**Task brief:**
Each line from the one containing "else if refreshing" to the end of the listing below must be retyped exactly, with no line left out and none added.

********

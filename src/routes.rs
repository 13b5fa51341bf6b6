use std::sync::atomic::{AtomicBool, Ordering};
use std::sync::Arc;
use std::time::Duration;

use askama::Template;
use axum::{
    extract::{Query, State},
    http::StatusCode,
    response::{Html, IntoResponse, Response},
    routing::{get, post},
    Router,
};
use chrono::DateTime;
use serde::Deserialize;
use tower_http::{services::ServeDir, trace::TraceLayer};
use tracing::{info, warn};

use crate::article::ArticleRecord;
use crate::connectivity;
use crate::fetcher::Fetcher;

const NO_NEWS: &str = "No news found.";
const NO_CONNECTION: &str = "No internet connection.";
const LOADING: &str = "Loading...";

pub struct AppState {
    pub fetcher: Arc<Fetcher>,
    pub request_url: String,
    pub probe_timeout: Duration,
    online: AtomicBool,
}

impl AppState {
    pub fn new(fetcher: Arc<Fetcher>, request_url: String, probe_timeout: Duration) -> Self {
        Self {
            fetcher,
            request_url,
            probe_timeout,
            online: AtomicBool::new(true),
        }
    }

    /// Result of the last connectivity pre-flight.
    pub fn is_online(&self) -> bool {
        self.online.load(Ordering::SeqCst)
    }
}

pub fn router(state: Arc<AppState>) -> Router {
    Router::new()
        .route("/", get(index))
        .route("/refresh", post(refresh))
        .route("/refresh/status", get(refresh_status))
        .route("/health", get(health))
        .nest_service("/static", ServeDir::new("static"))
        .layer(TraceLayer::new_for_http())
        .with_state(state)
}

/// Check connectivity, then load and install articles if the API host is reachable.
///
/// Does nothing while another load is running, leaving the last probe result alone.
pub async fn load_in_background(state: Arc<AppState>) -> bool {
    if state.fetcher.is_loading() {
        info!("Load already in progress, skipping connectivity check");
        return false;
    }

    let online = connectivity::is_online(&state.request_url, state.probe_timeout).await;
    state.online.store(online, Ordering::SeqCst);

    if !online {
        warn!("No internet connection, skipping article load");
        return false;
    }

    state.fetcher.refresh_articles(&state.request_url).await
}

/// Display form of an [`ArticleRecord`].
pub struct ArticleView {
    pub title: String,
    pub section: String,
    pub author: String,
    pub url: String,
    pub date: String,
    pub time: String,
}

impl From<&ArticleRecord> for ArticleView {
    fn from(article: &ArticleRecord) -> Self {
        let (date, time) = split_timestamp(&article.published_date);
        Self {
            title: article.title.clone(),
            section: article.section.clone(),
            author: article.author.clone(),
            url: article.url.clone(),
            date,
            time,
        }
    }
}

/// "2020-01-01T09:30:00Z" becomes ("2020-01-01", "09:30"); anything else is shown as-is.
fn split_timestamp(raw: &str) -> (String, String) {
    match DateTime::parse_from_rfc3339(raw) {
        Ok(dt) => (
            dt.format("%Y-%m-%d").to_string(),
            dt.format("%H:%M").to_string(),
        ),
        Err(_) => (raw.to_string(), String::new()),
    }
}

// Template structs
#[derive(Template)]
#[template(path = "index.html")]
pub struct IndexTemplate {
    pub articles: Vec<ArticleView>,
    pub empty_message: &'static str,
    pub refreshing: bool,
}

#[derive(Template)]
#[template(path = "refresh_button.html")]
pub struct RefreshButtonTemplate {
    pub refreshing: bool,
}

// Wrapper for HTML responses
struct HtmlTemplate<T>(T);

impl<T: Template> IntoResponse for HtmlTemplate<T> {
    fn into_response(self) -> Response {
        match self.0.render() {
            Ok(html) => Html(html).into_response(),
            Err(err) => (
                StatusCode::INTERNAL_SERVER_ERROR,
                format!("Failed to render template: {}", err),
            )
                .into_response(),
        }
    }
}

// Route handlers
pub async fn index(State(state): State<Arc<AppState>>) -> impl IntoResponse {
    let articles = state.fetcher.articles().await;
    let refreshing = state.fetcher.is_loading();

    let empty_message = if !state.is_online() {
        NO_CONNECTION
    } else if refreshing {
        LOADING
    } else {
        NO_NEWS
    };

    HtmlTemplate(IndexTemplate {
        articles: articles.iter().map(ArticleView::from).collect(),
        empty_message,
        refreshing,
    })
}

pub async fn refresh(State(state): State<Arc<AppState>>) -> impl IntoResponse {
    tokio::spawn(load_in_background(state));

    // Return refreshing state immediately
    HtmlTemplate(RefreshButtonTemplate { refreshing: true })
}

#[derive(Deserialize)]
pub struct StatusQuery {
    /// Set by the polling button; asks for a page reload once loading ends
    #[serde(default)]
    pub poll: bool,
}

pub async fn refresh_status(
    State(state): State<Arc<AppState>>,
    Query(query): Query<StatusQuery>,
) -> Response {
    let refreshing = state.fetcher.is_loading();
    let button = HtmlTemplate(RefreshButtonTemplate { refreshing });

    if query.poll && !refreshing {
        ([("HX-Refresh", "true")], button).into_response()
    } else {
        button.into_response()
    }
}

pub async fn health() -> impl IntoResponse {
    Html("OK")
}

********

**Worked solution:**
    } else if refreshing {
        LOADING
    } else {
        NO_NEWS
    };

    HtmlTemplate(IndexTemplate {
        articles: articles.iter().map(ArticleView::from).collect(),
        empty_message,
        refreshing,
    })
}

pub async fn refresh(State(state): State<Arc<AppState>>) -> impl IntoResponse {
    tokio::spawn(load_in_background(state));

    // Return refreshing state immediately
    HtmlTemplate(RefreshButtonTemplate { refreshing: true })
}

#[derive(Deserialize)]
pub struct StatusQuery {
    /// Set by the polling button; asks for a page reload once loading ends
    #[serde(default)]
    pub poll: bool,
}

pub async fn refresh_status(
    State(state): State<Arc<AppState>>,
    Query(query): Query<StatusQuery>,
) -> Response {
    let refreshing = state.fetcher.is_loading();
    let button = HtmlTemplate(RefreshButtonTemplate { refreshing });

    if query.poll && !refreshing {
        ([("HX-Refresh", "true")], button).into_response()
    } else {
        button.into_response()
    }
}

pub async fn health() -> impl IntoResponse {
    Html("OK")
}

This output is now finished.